Von Gökalp Babayiğit

"Ist das noch dein Land?", fragte mich vor Kurzem ein Kollege im Scherz, als Nachrichtenagenturen die nächste Schreckensnachricht aus Ankara vermeldeten. Gute Frage eigentlich. Ich überlegte. Was verband mich denn überhaupt noch mit der Türkei?

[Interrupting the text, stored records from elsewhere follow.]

//! Configuration file loading
//!
//! Hosts may keep the gateway configuration in a JSON file of their
//! choosing. Loading never fails: a missing, empty or corrupted file falls
//! back to the defaults with a warning.

use crate::config::GatewayConfig;
use crate::error::{Error, Result, ResultExt};
use log::{debug, info, warn};
use std::fs;
use std::path::Path;

/// Load configuration from `path`, falling back to defaults.
///
/// # Behavior
///
/// 1. If the file exists and is valid JSON, load and sanitize it
/// 2. If the file doesn't exist or is empty, return the defaults
/// 3. If the file is unreadable or corrupted, log a warning and return the defaults
pub fn load_config(path: &Path) -> GatewayConfig {
    load_config_internal(path)
        .unwrap_or_warn_default(GatewayConfig::default(), "Failed to load gateway configuration")
}

/// Internal implementation of config loading.
fn load_config_internal(path: &Path) -> Result<GatewayConfig> {
    if !path.exists() {
        debug!("Config file not found at {}, using defaults", path.display());
        return Ok(GatewayConfig::default());
    }

    debug!("Loading config from: {}", path.display());

    let contents = fs::read_to_string(path).map_err(|e| Error::ConfigLoad {
        path: path.to_path_buf(),
        source: Box::new(e),
    })?;

    if contents.trim().is_empty() {
        debug!("Config file is empty, using defaults");
        return Ok(GatewayConfig::default());
    }

    let config = GatewayConfig::from_json_sanitized(&contents).map_err(|e| {
        warn!(
            "Config file at {} contains invalid JSON: {}",
            path.display(),
            e
        );
        Error::ConfigParse {
            message: format!("Failed to parse config file: {}", e),
            source: Some(Box::new(e)),
        }
    })?;

    info!("Gateway configuration loaded from {}", path.display());
    Ok(config)
}

// ─────────────────────────────────────────────────────────────────────────────
// Tests
// ─────────────────────────────────────────────────────────────────────────────

#[cfg(test)]
mod tests {
    use super::*;
    use tempfile::TempDir;

    /// Helper to create a temporary config file location.
    struct TestEnv {
        _temp_dir: TempDir,
        config_file: std::path::PathBuf,
    }

    impl TestEnv {
        fn new() -> Self {
            let temp_dir = TempDir::new().expect("Failed to create temp dir");
            let config_file = temp_dir.path().join("gateway.json");
            Self {
                _temp_dir: temp_dir,
                config_file,
            }
        }

        fn write_config(&self, content: &str) {
            fs::write(&self.config_file, content).expect("Failed to write config");
        }
    }

    #[test]
    fn test_missing_file_uses_defaults() {
        let env = TestEnv::new();
        assert_eq!(load_config(&env.config_file), GatewayConfig::default());
    }

    #[test]
    fn test_empty_file_uses_defaults() {
        let env = TestEnv::new();
        env.write_config("   \n");
        assert_eq!(load_config(&env.config_file), GatewayConfig::default());
    }

    #[test]
    fn test_corrupted_file_falls_back() {
        let env = TestEnv::new();
        env.write_config("{ invalid json }");
        assert!(load_config_internal(&env.config_file).is_err());
        assert_eq!(load_config(&env.config_file), GatewayConfig::default());
    }

    #[test]
    fn test_valid_file_is_loaded() {
        let env = TestEnv::new();
        env.write_config(r#"{"exclude_accept_all_option": false, "start_dir": "/data"}"#);

        let config = load_config(&env.config_file);
        assert!(!config.exclude_accept_all_option);
        assert_eq!(config.start_dir, Some(std::path::PathBuf::from("/data")));
    }

    #[test]
    fn test_directory_path_is_load_error() {
        let env = TestEnv::new();
        fs::create_dir(&env.config_file).unwrap();
        let result = load_config_internal(&env.config_file);
        assert!(matches!(result, Err(Error::ConfigLoad { .. })));
    }
}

Lachende Gesichter, das wäre früher meine Antwort gewesen. Es waren die immer fröhlichen, warmherzigen Menschen, die für dieses Land standen, das Geburtsland meiner Eltern und Heimat meiner Familie. Diese so simple Assoziation, die sich in den Sommerurlauben meiner Kindheit formte: das laute Lachen meiner schalkhaften Großmutter, das diebische Grinsen meines goldbezahnten Onkels, des lustigsten Menschen der Welt; aber auch die freundlichen Willkommenheißungen türkischer Grenzpolizisten, die uns im Vergleich zu den jugoslawischen und bulgarischen irritierend gut gelaunt vorkamen. Ihr Auftauchen kündete vom nahenden Ende der an Absurditäten reichen Autofahrt von der oberbayerischen in die anatolische Heimat - damals, Anfang der Neunzigerjahre, als wir diese Odyssee noch jeden Sommer auf uns nahmen, um die Verwandtschaft zu besuchen.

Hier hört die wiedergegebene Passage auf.